## What you should do
Only one stretch of the data below is wanted: the lines starting at the one with "texture::classify(sand[k], clay[k], silt[k]))" and ending at the one with "let nodes_of = |f: fn(&SoilHydraulics)", both included, given again exactly.

──────── Provided data

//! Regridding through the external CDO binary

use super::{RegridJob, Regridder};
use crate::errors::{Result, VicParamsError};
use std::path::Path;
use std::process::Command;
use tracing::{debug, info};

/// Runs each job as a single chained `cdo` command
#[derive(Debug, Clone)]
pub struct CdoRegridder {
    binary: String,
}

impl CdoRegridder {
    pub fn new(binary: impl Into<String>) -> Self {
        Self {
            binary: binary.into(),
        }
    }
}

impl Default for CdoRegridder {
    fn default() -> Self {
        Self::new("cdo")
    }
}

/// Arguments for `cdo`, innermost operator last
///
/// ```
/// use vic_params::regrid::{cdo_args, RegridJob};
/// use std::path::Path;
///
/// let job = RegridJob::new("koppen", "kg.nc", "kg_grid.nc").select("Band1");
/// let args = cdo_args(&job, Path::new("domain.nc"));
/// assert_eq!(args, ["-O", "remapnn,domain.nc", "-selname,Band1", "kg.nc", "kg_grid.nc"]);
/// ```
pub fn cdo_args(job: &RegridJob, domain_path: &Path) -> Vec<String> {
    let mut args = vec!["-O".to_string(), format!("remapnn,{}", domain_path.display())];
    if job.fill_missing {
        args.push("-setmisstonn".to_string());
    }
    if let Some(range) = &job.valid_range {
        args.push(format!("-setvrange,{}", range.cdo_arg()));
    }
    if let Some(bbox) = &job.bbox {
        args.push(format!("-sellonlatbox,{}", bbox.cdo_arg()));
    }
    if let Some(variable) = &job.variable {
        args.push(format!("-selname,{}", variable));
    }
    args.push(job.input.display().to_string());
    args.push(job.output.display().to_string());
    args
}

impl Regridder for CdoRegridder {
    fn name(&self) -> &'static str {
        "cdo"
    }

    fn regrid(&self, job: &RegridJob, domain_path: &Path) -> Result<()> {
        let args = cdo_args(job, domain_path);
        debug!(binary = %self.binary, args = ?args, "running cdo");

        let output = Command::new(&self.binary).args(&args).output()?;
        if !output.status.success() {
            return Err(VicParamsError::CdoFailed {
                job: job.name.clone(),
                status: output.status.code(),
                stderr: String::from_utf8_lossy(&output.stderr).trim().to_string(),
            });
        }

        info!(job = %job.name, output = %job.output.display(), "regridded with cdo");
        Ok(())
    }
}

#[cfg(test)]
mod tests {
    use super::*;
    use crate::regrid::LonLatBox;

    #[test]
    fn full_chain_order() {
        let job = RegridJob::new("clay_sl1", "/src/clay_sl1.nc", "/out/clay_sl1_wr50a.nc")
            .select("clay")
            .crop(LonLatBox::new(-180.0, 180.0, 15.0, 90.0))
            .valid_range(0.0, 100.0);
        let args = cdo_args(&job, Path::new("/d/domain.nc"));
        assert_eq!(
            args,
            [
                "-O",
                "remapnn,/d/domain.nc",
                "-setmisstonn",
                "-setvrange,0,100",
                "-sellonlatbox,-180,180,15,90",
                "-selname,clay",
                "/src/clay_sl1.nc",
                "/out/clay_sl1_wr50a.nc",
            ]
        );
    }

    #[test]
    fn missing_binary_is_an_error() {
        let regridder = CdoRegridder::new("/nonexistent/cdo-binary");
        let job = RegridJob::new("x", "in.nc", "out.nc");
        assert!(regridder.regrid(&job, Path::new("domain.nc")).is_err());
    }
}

────────────────
──────── Provided data

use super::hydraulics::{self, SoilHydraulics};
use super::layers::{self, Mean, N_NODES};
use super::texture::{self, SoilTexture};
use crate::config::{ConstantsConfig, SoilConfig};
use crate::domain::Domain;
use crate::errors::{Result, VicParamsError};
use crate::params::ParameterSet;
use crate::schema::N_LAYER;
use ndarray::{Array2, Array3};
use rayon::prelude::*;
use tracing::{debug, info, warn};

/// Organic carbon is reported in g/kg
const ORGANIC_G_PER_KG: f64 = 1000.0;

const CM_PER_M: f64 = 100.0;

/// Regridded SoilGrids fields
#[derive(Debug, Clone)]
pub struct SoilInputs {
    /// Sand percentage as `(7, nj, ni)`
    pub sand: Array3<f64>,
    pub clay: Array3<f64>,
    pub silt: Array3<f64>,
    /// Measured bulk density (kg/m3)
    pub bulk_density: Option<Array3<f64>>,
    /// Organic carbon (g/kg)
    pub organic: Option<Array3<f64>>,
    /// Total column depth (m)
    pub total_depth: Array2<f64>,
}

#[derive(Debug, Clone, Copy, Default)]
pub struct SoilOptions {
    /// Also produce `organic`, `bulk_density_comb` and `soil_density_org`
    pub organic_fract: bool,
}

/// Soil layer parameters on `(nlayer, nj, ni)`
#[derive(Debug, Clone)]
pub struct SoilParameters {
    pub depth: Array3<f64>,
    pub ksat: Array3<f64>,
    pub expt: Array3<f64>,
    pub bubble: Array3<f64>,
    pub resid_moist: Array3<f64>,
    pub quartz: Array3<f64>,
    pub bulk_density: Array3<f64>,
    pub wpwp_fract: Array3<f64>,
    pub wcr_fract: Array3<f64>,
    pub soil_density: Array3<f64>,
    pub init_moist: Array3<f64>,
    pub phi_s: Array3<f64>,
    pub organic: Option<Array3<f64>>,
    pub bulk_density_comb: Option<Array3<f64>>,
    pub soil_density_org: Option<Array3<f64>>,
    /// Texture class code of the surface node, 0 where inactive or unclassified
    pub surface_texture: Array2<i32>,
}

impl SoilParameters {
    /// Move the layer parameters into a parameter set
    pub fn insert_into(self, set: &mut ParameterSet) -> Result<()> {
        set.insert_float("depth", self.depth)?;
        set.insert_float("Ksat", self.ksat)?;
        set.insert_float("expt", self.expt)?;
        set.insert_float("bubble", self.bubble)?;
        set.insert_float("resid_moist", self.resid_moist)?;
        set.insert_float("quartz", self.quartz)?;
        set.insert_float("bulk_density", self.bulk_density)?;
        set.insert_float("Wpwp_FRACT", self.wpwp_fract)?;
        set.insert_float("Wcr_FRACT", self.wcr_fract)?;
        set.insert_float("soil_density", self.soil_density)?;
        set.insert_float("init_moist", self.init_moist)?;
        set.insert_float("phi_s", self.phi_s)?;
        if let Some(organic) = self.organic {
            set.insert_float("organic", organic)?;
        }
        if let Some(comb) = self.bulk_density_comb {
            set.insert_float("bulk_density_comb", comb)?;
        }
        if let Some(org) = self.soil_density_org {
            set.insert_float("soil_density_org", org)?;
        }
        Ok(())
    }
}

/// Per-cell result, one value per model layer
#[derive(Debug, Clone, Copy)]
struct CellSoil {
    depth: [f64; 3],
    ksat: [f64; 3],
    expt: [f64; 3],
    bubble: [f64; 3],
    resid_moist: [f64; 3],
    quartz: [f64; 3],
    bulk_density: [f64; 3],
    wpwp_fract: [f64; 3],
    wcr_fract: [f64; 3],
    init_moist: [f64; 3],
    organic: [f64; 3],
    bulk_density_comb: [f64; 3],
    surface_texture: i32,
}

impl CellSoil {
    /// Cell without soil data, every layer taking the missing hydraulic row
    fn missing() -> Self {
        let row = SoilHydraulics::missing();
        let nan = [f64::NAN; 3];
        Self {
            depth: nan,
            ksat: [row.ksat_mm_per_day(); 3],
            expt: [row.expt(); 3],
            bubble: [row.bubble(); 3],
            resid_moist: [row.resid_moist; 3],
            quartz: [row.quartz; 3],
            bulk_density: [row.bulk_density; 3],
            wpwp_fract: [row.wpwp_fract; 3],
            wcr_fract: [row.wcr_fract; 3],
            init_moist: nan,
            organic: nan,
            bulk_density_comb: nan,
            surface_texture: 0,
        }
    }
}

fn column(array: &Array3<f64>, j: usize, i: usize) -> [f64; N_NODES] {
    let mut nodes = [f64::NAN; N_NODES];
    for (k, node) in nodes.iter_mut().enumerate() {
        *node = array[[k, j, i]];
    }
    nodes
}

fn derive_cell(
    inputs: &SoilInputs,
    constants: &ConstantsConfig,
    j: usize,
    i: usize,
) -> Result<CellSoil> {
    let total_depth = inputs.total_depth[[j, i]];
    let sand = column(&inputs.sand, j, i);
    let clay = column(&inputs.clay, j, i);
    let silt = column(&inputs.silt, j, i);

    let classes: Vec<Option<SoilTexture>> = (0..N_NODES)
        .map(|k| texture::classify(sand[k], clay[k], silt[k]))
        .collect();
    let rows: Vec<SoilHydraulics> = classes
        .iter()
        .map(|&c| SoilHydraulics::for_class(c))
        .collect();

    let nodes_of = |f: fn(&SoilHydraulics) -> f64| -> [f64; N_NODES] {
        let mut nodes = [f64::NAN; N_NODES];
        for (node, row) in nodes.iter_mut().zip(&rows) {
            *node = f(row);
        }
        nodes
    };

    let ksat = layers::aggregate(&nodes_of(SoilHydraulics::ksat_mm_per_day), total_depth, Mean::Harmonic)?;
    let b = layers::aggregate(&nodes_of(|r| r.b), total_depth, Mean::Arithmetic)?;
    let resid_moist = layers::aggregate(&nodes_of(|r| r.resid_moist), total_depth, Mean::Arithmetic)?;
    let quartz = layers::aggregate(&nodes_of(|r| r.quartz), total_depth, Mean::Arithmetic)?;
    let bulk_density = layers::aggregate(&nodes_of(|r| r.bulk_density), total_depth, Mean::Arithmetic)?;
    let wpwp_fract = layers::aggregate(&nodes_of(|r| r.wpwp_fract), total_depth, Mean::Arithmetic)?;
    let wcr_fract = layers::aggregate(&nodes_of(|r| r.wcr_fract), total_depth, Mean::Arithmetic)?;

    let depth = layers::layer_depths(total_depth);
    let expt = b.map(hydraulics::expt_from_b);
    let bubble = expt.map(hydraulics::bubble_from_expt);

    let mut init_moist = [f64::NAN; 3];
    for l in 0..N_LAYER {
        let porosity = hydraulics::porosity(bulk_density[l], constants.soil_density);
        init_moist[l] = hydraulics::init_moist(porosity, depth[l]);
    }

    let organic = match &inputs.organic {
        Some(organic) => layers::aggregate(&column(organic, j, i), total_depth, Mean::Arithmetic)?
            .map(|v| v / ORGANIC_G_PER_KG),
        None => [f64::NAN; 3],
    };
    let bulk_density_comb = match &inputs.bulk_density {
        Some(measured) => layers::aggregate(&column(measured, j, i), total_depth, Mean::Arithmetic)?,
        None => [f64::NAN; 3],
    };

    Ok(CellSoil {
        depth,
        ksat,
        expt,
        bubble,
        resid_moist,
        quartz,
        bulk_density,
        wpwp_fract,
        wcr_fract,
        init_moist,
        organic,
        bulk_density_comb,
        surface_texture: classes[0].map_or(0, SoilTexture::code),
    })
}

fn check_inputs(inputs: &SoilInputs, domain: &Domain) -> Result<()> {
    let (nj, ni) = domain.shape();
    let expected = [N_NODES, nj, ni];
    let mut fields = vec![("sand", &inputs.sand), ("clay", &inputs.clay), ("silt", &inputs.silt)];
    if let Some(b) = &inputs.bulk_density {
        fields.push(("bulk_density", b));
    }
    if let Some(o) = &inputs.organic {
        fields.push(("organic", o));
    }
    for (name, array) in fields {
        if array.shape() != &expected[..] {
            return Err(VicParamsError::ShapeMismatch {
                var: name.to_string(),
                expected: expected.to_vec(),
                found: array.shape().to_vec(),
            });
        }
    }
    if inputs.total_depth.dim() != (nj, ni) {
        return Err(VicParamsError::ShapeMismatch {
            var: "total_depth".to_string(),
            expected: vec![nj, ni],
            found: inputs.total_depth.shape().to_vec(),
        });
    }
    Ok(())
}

────────────────
──────── Provided data

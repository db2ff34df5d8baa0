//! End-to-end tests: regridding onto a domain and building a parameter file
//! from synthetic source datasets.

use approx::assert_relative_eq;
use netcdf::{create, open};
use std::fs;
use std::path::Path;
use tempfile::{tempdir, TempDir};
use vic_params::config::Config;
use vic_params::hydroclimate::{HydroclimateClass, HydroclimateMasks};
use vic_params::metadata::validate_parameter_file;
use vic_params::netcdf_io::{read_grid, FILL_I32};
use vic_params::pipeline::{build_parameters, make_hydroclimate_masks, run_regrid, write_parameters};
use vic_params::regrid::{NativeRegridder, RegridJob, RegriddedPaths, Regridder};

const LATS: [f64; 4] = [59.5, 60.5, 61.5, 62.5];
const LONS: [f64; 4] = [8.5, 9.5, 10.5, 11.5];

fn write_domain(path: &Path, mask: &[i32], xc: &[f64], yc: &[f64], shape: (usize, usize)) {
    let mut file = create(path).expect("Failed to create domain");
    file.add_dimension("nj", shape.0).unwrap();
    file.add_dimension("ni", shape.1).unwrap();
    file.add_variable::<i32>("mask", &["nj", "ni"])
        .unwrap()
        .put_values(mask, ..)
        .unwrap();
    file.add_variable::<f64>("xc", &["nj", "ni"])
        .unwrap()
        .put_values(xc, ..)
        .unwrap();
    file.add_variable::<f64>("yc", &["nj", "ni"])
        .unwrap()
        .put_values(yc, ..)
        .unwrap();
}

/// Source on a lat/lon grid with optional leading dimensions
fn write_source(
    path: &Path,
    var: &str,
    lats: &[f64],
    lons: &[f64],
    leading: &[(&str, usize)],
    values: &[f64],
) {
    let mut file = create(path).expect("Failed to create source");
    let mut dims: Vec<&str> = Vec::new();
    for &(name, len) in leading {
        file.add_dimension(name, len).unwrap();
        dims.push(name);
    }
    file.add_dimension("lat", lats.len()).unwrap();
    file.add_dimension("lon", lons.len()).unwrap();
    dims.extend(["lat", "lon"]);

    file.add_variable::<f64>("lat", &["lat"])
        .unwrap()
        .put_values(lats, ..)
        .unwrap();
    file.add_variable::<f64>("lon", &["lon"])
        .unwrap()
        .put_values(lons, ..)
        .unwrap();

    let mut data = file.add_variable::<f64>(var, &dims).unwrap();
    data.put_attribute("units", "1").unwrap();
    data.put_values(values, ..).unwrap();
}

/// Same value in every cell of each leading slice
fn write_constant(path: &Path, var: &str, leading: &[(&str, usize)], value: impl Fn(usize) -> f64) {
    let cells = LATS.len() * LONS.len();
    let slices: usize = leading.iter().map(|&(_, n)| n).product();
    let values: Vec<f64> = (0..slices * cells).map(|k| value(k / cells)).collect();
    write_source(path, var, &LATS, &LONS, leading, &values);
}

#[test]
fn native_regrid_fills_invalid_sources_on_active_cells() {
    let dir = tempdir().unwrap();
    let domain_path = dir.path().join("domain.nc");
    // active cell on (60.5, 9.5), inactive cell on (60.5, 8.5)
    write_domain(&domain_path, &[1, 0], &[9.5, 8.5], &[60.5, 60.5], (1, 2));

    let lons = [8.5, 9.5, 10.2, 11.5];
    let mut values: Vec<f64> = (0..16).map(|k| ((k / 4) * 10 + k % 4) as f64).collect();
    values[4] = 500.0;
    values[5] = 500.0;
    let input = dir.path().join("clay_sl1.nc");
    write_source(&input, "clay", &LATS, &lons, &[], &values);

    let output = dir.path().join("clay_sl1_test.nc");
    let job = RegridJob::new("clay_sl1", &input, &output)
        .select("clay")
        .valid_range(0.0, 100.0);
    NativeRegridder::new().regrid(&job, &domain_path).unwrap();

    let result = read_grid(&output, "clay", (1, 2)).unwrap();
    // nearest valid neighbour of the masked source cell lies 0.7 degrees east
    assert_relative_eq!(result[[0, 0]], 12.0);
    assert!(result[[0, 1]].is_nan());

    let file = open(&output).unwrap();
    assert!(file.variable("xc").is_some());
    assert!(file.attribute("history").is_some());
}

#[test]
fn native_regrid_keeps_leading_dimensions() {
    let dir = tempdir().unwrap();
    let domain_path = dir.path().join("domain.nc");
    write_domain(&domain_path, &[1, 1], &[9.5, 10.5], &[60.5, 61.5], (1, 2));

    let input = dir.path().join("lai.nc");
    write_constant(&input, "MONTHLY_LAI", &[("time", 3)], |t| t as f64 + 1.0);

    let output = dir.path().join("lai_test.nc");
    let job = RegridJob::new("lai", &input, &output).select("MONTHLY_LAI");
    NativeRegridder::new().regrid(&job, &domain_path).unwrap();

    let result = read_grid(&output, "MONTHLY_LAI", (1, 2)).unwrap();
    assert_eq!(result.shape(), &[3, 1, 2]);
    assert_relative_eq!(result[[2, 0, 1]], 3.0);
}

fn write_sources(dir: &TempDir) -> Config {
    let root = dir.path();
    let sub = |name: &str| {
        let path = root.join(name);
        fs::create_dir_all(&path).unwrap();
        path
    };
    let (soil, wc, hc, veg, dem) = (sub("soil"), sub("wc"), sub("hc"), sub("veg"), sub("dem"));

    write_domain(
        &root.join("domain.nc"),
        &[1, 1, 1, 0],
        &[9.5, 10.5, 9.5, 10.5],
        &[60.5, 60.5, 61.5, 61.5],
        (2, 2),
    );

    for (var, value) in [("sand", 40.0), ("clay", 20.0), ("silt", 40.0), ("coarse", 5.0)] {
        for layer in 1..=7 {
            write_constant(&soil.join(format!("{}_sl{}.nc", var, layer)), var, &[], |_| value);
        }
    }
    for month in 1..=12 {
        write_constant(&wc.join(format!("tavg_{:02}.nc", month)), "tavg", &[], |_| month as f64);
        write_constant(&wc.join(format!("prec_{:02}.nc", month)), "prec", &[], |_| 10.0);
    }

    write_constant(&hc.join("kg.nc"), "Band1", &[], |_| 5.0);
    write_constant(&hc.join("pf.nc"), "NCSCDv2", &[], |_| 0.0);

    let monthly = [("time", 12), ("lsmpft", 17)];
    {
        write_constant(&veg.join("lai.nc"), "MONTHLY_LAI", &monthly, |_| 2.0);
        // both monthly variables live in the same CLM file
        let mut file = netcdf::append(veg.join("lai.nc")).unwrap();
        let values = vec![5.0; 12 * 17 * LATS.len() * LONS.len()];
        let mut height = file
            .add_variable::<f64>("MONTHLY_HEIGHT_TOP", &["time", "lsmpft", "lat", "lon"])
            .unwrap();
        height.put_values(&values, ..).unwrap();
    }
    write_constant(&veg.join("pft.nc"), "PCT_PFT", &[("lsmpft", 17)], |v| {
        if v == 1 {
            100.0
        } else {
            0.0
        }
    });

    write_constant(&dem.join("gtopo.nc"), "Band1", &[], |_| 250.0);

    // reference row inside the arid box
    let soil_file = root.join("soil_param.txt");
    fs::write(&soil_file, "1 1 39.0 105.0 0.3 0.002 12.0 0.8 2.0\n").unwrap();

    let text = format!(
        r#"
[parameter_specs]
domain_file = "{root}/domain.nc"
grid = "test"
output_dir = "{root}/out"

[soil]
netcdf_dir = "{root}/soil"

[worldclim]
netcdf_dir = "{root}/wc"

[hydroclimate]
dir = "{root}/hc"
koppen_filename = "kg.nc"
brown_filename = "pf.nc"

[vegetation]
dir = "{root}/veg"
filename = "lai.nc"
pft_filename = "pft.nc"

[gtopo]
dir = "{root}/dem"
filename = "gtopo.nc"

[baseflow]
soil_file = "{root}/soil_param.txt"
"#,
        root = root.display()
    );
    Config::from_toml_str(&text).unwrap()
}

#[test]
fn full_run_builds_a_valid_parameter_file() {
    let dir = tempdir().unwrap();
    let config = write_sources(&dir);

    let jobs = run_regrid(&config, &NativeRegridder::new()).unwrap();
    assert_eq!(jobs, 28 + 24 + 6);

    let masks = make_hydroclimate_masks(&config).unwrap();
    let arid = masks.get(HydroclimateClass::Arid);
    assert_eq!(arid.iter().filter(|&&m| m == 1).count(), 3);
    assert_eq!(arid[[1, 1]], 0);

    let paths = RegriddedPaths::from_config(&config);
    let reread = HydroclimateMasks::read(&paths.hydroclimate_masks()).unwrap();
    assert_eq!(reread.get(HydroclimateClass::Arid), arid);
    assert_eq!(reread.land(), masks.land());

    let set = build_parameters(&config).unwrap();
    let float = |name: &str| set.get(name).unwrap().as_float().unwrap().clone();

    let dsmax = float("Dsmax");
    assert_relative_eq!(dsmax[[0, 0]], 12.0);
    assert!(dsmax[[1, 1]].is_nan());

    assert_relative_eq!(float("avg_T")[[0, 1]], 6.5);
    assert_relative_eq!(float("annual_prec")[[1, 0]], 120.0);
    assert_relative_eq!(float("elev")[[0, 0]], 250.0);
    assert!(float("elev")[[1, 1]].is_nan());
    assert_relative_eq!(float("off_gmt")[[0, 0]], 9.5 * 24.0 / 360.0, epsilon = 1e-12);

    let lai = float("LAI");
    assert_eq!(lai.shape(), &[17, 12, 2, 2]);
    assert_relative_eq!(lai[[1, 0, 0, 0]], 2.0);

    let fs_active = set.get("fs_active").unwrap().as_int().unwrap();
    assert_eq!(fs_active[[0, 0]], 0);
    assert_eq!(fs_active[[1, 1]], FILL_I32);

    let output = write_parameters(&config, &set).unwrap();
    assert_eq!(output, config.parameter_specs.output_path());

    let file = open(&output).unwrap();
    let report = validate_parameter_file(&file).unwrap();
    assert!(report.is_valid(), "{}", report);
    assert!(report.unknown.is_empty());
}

────────────────

## Task answer
        .map(|k| texture::classify(sand[k], clay[k], silt[k]))
        .collect();
    let rows: Vec<SoilHydraulics> = classes
        .iter()
        .map(|&c| SoilHydraulics::for_class(c))
        .collect();

    let nodes_of = |f: fn(&SoilHydraulics) -> f64| -> [f64; N_NODES] {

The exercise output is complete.